All lines in the records below with the word "MaybeUser" must be returned.

Data items:
━━━━━━━━━━━━━━━━━━━━━━━━━━━━━━
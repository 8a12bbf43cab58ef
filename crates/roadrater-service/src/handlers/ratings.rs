//! Rating submission and listing handlers.
//!
//! Submission is the one write path with a multi-step consistency
//! contract: validation happens before any I/O, and the store runs the
//! existence check, insert, and average recomputation in a single
//! transaction.

use std::sync::Arc;

use axum::extract::{Path, State};
use axum::response::IntoResponse;
use serde::{Deserialize, Serialize};

use roadrater_core::{
    validate_rating, Rating, RatingCandidate, RatingStats, RoadSegment,
};

use crate::auth::{AuthUser, MaybeUser};
use crate::error::ApiError;
use crate::extract::Json;
use crate::handlers::parse_id;
use crate::response;
use crate::state::AppState;

/// Rating submission request. Numeric fields deserialize as `f64` so
/// non-integer inputs reach the validator instead of failing at the
/// JSON layer.
#[derive(Debug, Deserialize)]
#[serde(rename_all = "camelCase")]
pub struct CreateRatingRequest {
    /// Target segment id.
    pub segment_id: Option<f64>,
    /// Score, expected to be an integer in [1, 5].
    pub rating: Option<f64>,
    /// Optional comment, at most 500 characters after trimming.
    pub comment: Option<String>,
}

/// Submission response payload.
#[derive(Debug, Serialize)]
pub struct SubmitRatingData {
    /// The inserted rating row.
    pub rating: Rating,
    /// The rated segment.
    pub segment: RoadSegment,
    /// The segment's recomputed average, including the new row.
    #[serde(rename = "newAverage")]
    pub new_average: f64,
}

/// Ratings feed payload for one segment.
#[derive(Debug, Serialize)]
pub struct SegmentRatings {
    /// The segment.
    pub segment: RoadSegment,
    /// Aggregate statistics.
    pub statistics: RatingStats,
    /// All ratings, most recent first.
    pub ratings: Vec<Rating>,
    /// The requesting user's id when a valid token was supplied.
    #[serde(rename = "requestedBy")]
    pub requested_by: Option<i64>,
}

/// Submit a rating against a road segment. Requires authentication.
pub async fn create_rating(
    State(state): State<Arc<AppState>>,
    auth: AuthUser,
    Json(body): Json<CreateRatingRequest>,
) -> Result<impl IntoResponse, ApiError> {
    // Normalize before validating: trim the comment and drop it when
    // empty; the identity comes from the auth guard, not the body.
    let candidate = RatingCandidate {
        segment_id: body.segment_id,
        rating: body.rating,
        comment: body
            .comment
            .as_deref()
            .map(str::trim)
            .filter(|c| !c.is_empty())
            .map(ToString::to_string),
        user_id: Some(auth.user_id),
    };

    let valid = validate_rating(&candidate).map_err(ApiError::Validation)?;

    let submitted = state
        .store
        .submit_rating(
            valid.segment_id,
            valid.user_id,
            valid.rating,
            valid.comment.as_deref(),
        )
        .await?;

    tracing::info!(
        user_id = %valid.user_id,
        segment_id = %valid.segment_id,
        rating = %valid.rating,
        "Rating recorded"
    );

    Ok(response::created(SubmitRatingData {
        rating: submitted.rating,
        segment: submitted.segment,
        new_average: submitted.new_average,
    }))
}

/// List all ratings for a segment, most recent first, with aggregate
/// statistics. Authentication is optional and only personalizes
/// `requestedBy`.
pub async fn list_ratings(
    State(state): State<Arc<AppState>>,
    MaybeUser(requested_by): MaybeUser,
    Path(segment_id): Path<String>,
) -> Result<impl IntoResponse, ApiError> {
    let segment_id = parse_id(&segment_id, "segmentId")?;

    let segment = state
        .store
        .segment_by_id(segment_id)
        .await?
        .ok_or_else(|| ApiError::NotFound("Road segment not found".to_string()))?;

    let ratings = state.store.ratings_for_segment(segment_id).await?;
    let statistics = state.store.segment_stats(segment_id).await?;

    Ok(response::ok(SegmentRatings {
        segment,
        statistics,
        ratings,
        requested_by,
    }))
}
━━━━━━━━━━━━━━━━━━━━━━━━━━━━━━
• **EXERCISE ANSWER**:
use crate::auth::{AuthUser, MaybeUser};
    MaybeUser(requested_by): MaybeUser,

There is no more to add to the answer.